━━━ Data to process ━━━

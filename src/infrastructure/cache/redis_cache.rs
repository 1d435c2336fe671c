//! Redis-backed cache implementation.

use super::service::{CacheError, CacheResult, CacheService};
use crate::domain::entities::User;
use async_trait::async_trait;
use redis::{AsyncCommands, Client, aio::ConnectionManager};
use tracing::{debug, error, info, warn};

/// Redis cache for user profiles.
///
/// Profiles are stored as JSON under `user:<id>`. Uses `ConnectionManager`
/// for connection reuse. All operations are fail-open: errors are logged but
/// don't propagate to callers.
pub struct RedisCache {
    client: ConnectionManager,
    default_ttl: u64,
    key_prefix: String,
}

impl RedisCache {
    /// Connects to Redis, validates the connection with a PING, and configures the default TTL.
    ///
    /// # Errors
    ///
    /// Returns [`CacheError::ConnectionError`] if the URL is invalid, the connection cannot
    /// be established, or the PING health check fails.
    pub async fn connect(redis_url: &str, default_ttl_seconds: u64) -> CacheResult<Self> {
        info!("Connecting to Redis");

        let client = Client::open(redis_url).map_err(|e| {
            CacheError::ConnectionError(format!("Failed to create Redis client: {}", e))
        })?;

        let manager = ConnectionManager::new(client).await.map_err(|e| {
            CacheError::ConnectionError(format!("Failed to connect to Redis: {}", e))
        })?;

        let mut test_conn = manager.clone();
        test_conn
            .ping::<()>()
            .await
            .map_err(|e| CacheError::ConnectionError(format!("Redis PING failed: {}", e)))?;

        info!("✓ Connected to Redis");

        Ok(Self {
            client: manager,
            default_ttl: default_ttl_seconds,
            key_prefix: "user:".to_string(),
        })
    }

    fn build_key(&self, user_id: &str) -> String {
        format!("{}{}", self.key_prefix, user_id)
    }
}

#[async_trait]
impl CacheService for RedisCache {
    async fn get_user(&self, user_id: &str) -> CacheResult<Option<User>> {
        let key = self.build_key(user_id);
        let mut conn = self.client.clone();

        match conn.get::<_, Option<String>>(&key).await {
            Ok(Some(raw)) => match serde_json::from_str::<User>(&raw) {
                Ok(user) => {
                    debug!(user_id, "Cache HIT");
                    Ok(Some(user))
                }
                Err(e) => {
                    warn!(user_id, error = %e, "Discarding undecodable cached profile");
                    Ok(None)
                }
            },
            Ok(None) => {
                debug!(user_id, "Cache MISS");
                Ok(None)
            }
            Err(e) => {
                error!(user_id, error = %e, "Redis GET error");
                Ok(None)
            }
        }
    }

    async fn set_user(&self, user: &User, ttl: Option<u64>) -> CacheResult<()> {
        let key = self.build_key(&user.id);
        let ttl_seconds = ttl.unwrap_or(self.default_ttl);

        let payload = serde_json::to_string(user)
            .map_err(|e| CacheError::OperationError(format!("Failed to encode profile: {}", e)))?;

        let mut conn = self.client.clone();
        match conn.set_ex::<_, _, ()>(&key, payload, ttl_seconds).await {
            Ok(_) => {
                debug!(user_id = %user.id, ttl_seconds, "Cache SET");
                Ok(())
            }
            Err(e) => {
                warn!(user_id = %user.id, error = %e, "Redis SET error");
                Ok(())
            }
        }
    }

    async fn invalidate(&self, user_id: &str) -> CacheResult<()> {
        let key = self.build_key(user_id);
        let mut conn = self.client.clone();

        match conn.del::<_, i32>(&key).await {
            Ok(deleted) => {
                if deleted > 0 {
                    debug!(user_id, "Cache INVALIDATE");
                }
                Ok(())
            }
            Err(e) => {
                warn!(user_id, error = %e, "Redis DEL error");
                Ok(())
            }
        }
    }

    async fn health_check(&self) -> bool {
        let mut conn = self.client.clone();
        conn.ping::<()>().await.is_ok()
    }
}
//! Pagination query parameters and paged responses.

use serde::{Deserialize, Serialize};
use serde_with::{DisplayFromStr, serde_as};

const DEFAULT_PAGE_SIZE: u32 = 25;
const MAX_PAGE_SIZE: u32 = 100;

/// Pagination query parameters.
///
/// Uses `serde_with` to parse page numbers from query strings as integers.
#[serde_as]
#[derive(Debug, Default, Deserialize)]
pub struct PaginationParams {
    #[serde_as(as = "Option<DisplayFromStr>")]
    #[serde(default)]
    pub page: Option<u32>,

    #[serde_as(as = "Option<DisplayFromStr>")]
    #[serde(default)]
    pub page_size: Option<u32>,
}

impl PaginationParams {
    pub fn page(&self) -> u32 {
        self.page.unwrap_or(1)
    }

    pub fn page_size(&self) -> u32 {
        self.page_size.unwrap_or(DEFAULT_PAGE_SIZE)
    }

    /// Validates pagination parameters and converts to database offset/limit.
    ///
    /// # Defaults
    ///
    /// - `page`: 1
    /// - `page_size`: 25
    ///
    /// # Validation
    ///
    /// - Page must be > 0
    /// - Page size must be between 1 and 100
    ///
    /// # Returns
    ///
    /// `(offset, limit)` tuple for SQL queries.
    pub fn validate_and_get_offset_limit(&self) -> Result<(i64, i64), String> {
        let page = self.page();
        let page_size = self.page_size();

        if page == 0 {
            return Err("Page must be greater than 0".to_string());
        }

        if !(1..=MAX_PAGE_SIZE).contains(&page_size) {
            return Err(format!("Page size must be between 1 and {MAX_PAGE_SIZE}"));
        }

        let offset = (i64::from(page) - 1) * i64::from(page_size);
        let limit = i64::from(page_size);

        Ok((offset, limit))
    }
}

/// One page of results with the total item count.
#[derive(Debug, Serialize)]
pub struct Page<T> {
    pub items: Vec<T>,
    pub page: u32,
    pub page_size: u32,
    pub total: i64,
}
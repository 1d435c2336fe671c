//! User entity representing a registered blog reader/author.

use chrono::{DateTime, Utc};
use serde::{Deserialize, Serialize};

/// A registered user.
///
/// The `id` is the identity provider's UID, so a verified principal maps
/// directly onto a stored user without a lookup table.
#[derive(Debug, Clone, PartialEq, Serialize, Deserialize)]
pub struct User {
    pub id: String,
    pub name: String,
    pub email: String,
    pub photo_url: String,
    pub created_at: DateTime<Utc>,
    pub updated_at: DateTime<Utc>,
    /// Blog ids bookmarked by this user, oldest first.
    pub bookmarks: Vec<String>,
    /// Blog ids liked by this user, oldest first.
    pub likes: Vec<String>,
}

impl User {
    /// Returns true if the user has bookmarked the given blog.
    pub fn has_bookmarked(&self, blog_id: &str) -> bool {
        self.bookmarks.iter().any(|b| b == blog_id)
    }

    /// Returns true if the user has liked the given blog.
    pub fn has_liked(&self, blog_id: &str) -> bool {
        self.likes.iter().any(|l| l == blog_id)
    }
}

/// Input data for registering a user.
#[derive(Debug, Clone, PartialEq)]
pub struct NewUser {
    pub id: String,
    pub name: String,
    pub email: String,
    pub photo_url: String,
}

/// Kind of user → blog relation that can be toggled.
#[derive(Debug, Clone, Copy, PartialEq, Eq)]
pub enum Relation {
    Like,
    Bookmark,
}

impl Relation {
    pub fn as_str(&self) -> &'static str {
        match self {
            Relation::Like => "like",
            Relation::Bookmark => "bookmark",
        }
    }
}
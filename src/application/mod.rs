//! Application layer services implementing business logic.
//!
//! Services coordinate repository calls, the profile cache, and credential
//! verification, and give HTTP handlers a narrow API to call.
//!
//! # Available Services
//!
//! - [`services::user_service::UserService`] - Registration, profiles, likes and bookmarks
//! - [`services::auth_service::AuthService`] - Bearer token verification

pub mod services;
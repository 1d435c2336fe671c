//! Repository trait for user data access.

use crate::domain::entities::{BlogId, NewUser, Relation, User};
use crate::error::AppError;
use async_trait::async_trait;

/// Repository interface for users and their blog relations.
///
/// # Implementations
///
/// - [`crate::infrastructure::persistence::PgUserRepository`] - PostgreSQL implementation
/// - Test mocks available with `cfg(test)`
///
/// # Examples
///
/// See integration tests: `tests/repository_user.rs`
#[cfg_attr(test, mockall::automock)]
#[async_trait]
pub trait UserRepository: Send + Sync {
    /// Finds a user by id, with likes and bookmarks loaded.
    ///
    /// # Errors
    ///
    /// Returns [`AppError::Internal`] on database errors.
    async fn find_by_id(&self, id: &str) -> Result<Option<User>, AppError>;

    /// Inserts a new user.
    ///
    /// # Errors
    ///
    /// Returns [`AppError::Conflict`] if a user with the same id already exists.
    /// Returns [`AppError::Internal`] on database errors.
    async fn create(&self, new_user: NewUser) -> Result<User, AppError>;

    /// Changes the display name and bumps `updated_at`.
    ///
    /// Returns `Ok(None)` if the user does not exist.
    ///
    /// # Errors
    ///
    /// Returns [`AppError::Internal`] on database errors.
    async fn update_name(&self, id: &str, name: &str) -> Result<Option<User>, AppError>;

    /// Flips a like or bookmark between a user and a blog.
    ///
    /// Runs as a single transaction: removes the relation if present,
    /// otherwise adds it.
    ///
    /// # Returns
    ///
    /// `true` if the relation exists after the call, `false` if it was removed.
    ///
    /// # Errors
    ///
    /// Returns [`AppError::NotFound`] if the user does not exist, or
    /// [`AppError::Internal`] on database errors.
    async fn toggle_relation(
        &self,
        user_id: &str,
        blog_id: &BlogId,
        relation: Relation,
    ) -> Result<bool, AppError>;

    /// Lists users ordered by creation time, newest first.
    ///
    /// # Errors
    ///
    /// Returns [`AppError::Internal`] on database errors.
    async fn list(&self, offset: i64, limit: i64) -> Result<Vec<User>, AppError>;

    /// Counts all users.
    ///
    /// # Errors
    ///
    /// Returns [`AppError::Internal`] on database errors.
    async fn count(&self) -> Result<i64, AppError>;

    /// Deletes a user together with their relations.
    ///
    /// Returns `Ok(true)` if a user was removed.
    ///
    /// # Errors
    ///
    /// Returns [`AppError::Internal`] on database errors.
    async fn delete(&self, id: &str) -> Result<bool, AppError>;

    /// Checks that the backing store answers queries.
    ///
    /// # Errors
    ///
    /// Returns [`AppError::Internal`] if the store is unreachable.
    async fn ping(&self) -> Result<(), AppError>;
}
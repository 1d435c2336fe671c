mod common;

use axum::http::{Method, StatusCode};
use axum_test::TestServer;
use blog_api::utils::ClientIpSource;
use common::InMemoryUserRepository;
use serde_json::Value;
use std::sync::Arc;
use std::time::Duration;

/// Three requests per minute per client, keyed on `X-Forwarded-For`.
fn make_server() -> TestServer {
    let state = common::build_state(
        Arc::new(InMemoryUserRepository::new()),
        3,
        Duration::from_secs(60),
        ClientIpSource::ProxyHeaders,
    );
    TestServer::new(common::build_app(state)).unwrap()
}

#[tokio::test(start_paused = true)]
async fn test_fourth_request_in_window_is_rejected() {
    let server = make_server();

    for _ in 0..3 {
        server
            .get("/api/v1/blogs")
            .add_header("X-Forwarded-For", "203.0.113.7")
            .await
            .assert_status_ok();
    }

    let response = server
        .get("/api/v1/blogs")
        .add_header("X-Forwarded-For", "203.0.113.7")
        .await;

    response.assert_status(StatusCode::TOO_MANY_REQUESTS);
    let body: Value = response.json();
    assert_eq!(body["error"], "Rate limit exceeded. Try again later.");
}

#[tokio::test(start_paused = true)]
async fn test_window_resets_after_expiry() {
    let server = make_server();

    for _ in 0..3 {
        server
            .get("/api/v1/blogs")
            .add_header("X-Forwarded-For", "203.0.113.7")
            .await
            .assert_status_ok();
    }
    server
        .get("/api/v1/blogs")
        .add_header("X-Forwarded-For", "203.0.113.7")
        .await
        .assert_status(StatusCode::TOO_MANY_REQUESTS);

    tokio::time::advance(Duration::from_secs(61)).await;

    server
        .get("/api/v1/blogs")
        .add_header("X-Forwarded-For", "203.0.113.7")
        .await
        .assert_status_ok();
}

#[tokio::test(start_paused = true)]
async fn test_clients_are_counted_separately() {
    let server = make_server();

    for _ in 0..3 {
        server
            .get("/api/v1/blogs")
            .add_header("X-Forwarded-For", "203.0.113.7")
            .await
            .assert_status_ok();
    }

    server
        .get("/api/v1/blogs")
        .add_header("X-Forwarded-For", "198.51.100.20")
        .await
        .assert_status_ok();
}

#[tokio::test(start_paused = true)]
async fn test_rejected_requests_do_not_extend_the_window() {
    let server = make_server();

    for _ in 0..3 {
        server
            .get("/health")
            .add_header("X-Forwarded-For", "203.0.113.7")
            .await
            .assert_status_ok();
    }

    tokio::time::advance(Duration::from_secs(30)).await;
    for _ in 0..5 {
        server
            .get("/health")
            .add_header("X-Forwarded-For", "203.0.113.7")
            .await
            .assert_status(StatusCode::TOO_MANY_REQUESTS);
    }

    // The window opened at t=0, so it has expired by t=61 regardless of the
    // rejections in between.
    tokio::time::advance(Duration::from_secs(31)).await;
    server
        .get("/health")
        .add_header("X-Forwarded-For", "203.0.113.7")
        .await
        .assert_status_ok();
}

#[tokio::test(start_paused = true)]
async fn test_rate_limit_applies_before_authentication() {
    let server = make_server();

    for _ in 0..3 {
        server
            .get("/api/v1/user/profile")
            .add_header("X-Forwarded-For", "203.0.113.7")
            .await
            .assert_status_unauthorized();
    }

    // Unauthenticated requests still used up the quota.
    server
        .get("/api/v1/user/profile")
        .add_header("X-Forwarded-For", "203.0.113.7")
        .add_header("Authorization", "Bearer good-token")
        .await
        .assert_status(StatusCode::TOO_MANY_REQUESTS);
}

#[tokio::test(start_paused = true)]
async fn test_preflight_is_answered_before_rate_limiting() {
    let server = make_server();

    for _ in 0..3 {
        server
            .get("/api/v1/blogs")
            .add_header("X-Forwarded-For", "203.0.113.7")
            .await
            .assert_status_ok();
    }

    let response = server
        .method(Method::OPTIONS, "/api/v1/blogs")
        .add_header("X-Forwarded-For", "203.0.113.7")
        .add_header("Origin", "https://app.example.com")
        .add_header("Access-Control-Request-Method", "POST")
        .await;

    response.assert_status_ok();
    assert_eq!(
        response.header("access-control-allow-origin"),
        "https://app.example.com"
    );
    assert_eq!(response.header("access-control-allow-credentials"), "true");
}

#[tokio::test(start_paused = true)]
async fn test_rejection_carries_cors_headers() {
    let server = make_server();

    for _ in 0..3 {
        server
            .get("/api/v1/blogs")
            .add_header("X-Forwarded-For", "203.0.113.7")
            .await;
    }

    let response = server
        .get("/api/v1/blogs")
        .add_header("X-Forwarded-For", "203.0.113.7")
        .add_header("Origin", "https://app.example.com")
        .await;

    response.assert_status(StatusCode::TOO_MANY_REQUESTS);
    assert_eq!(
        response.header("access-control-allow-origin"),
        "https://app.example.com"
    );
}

━━━

### [Aim of the task]
Quote the listing above, but only from the line that shows "async fn find_by_id(&self, id: &str)" through the line that shows "id already exists.".

### [Worked solution]
    async fn find_by_id(&self, id: &str) -> Result<Option<User>, AppError>;

    /// Inserts a new user.
    ///
    /// # Errors
    ///
    /// Returns [`AppError::Conflict`] if a user with the same id already exists.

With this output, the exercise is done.